Vous avez déjà vu que je divertissois mon ennui par mon étude : j’y joignis quelquefois du relâchement. J’avois des lapins sur le haut du donjon ; j’avois des tourterelles dans une des tourelles ; j’avois des pigeons dans l’autre. Les continuelles instances de l’Église de Paris faisoient que l’on m’accordoit de temps en temps ces petits divertissemens ; mais on les troubloit toujours par mille chicanes.

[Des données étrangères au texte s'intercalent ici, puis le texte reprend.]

//! RFC 1071 ones-complement checksum.
//!
//! Used for the IPv4 header checksum, the ICMP checksum, and the optional
//! UDP/TCP checksum over the pseudo-header + payload.

use byteorder::{ByteOrder, NetworkEndian};

/// Sum `data` as a sequence of big-endian 16-bit words, returning the 32-bit
/// accumulator (not yet folded or complemented). Callers combine multiple
/// regions (pseudo-header, header, payload) by adding their accumulators
/// before a single [`finish`].
pub fn accumulate(data: &[u8]) -> u32 {
    let mut sum = 0u32;
    let mut chunks = data.chunks_exact(2);
    for chunk in &mut chunks {
        sum += NetworkEndian::read_u16(chunk) as u32;
    }
    if let [last] = *chunks.remainder() {
        sum += (last as u32) << 8;
    }
    sum
}

/// Fold a 32-bit accumulator down to 16 bits and take the ones' complement.
pub fn finish(mut sum: u32) -> u16 {
    while sum >> 16 != 0 {
        sum = (sum & 0xffff) + (sum >> 16);
    }
    !sum as u16
}

/// One-shot checksum of a single buffer.
pub fn data(buf: &[u8]) -> u16 {
    finish(accumulate(buf))
}

/// Checksum of the IPv4/IPv6 pseudo-header used by UDP and TCP, combined with
/// the accumulator of the header+payload that follows it.
pub fn combine(parts: &[u32]) -> u16 {
    finish(parts.iter().sum())
}

/// Accumulator contribution of an IPv4 pseudo-header: src, dst, zero, protocol, length.
pub fn pseudo_header_v4(src: &[u8; 4], dst: &[u8; 4], protocol: u8, length: u16) -> u32 {
    let mut buf = [0u8; 12];
    buf[0..4].copy_from_slice(src);
    buf[4..8].copy_from_slice(dst);
    buf[9] = protocol;
    NetworkEndian::write_u16(&mut buf[10..12], length);
    accumulate(&buf)
}

/// Incrementally update a checksum in place when a single 16-bit field changes
/// value (RFC 1624), avoiding recomputation over the whole packet. Used by the
/// ICMP echo responder and ARP-driven IP rewrite paths, which only flip a
/// handful of fields in an otherwise-untouched buffer.
pub fn adjust(checksum: u16, old: u16, new: u16) -> u16 {
    let mut sum = (!checksum) as u32 + (!old) as u32 + new as u32;
    while sum >> 16 != 0 {
        sum = (sum & 0xffff) + (sum >> 16);
    }
    !sum as u16
}

#[cfg(test)]
mod tests {
    use super::*;

    #[test]
    fn round_trip_is_all_ones() {
        let buf = [0x45u8, 0x00, 0x00, 0x1c, 0x00, 0x01, 0x00, 0x00, 0x40, 0x01];
        let c = data(&buf);
        let mut extended = buf.to_vec();
        extended.push((c >> 8) as u8);
        extended.push((c & 0xff) as u8);
        assert_eq!(data(&extended), 0x0000);
        // RFC 1071 invariant: summing the buffer with its own complement
        // yields all-ones.
        assert_eq!(accumulate(&extended) as u16 | (accumulate(&extended) >> 16) as u16, 0xffff);
    }

    #[test]
    fn odd_length_buffer() {
        let buf = [0xffu8, 0x00, 0x01];
        // 0xff00 + 0x0100 (padded) = 0x10000 -> fold -> 0x0001 -> !0x0001
        assert_eq!(data(&buf), !0x0101u16);
    }

    #[test]
    fn incremental_adjust_matches_recompute() {
        let mut buf = [0x45u8, 0x00, 0x00, 0x1c, 0x00, 0x01, 0x00, 0x00, 0x40, 0x01, 0, 0];
        let full = data(&buf[..10]);
        buf[10] = (full >> 8) as u8;
        buf[11] = (full & 0xff) as u8;
        // flip TTL from 0x40 to 0x39
        let old_word = NetworkEndian::read_u16(&buf[8..10]);
        buf[8] = 0x39;
        let new_word = NetworkEndian::read_u16(&buf[8..10]);
        let adjusted = adjust(full, old_word, new_word);
        let recomputed = data(&buf[..10]);
        assert_eq!(adjusted, recomputed);
    }
}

Ils ne laissoient pas de m’amuser ; et d’autant plus agréablement, que je les avois aussi prévus mille fois en faisant réflexion à quoi je me pourrois occuper, si il m’arrivoit jamais d’être arrêté. Il n’est pas concevable combien l’on se trouve soulagé quand l’on rencontre, dans les malheurs où l’on tombe, les consolations, quoique petites, que l’on s’y est imaginées par avance. Je ne m’occupois pas si fort à ces diversions, que je ne songeasse avec une extrême application à me sauver ; et le commerce que j’eus toujours au dehors et sans discontinuation me donnoit lieu d’y pouvoir penser et avec espérance et avec fruit.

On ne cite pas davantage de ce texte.